## WORK ITEM
Once the line containing "are rejected at" has been written out, stop; until then, restate each line of the entries below word for word from the first.

[[ MATERIAL PROVIDED open ]]

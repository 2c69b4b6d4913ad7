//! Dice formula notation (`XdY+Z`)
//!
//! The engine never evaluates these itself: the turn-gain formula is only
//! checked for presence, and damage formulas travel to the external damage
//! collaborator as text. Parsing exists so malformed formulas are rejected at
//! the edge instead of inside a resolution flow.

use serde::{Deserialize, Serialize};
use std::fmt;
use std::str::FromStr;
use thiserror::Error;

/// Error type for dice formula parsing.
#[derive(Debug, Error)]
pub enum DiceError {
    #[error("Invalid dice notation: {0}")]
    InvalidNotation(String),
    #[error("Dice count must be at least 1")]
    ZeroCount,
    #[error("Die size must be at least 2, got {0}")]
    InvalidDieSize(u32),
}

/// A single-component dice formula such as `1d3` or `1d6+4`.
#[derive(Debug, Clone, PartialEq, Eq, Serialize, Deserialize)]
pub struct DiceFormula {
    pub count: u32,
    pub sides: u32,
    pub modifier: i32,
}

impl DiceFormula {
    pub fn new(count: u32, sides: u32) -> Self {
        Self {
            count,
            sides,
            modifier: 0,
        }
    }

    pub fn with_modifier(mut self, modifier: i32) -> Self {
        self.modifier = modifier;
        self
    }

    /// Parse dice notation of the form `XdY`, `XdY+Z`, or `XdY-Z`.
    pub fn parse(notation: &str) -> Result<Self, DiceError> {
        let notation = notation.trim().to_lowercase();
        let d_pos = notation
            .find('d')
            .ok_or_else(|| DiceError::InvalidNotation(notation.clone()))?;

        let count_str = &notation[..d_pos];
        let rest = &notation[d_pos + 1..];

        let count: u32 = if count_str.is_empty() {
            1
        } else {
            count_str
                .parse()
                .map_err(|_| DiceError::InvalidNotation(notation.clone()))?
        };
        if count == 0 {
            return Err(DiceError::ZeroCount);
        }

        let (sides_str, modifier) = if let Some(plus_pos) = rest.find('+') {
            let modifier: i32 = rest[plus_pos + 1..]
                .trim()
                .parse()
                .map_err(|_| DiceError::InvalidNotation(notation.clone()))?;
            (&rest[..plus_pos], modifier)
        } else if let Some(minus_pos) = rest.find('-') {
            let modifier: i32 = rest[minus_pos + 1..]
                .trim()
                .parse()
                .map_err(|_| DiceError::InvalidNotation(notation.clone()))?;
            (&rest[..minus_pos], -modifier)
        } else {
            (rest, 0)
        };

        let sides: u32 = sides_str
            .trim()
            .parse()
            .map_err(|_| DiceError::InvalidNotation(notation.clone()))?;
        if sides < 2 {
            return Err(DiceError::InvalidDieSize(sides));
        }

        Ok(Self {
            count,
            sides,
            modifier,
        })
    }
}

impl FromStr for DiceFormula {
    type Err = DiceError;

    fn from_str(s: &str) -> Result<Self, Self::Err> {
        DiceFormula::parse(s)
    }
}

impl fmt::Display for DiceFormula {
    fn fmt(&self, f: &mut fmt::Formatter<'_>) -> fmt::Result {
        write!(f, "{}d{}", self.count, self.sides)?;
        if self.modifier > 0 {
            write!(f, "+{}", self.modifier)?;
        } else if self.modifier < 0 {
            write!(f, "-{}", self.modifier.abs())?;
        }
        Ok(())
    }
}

[[ MATERIAL PROVIDED closed ]]

## SOLVED PROBLEM
repository 2c69b4b6d4913ad7
//! Dice formula notation (`XdY+Z`)
//!
//! The engine never evaluates these itself: the turn-gain formula is only
//! checked for presence, and damage formulas travel to the external damage
//! collaborator as text. Parsing exists so malformed formulas are rejected at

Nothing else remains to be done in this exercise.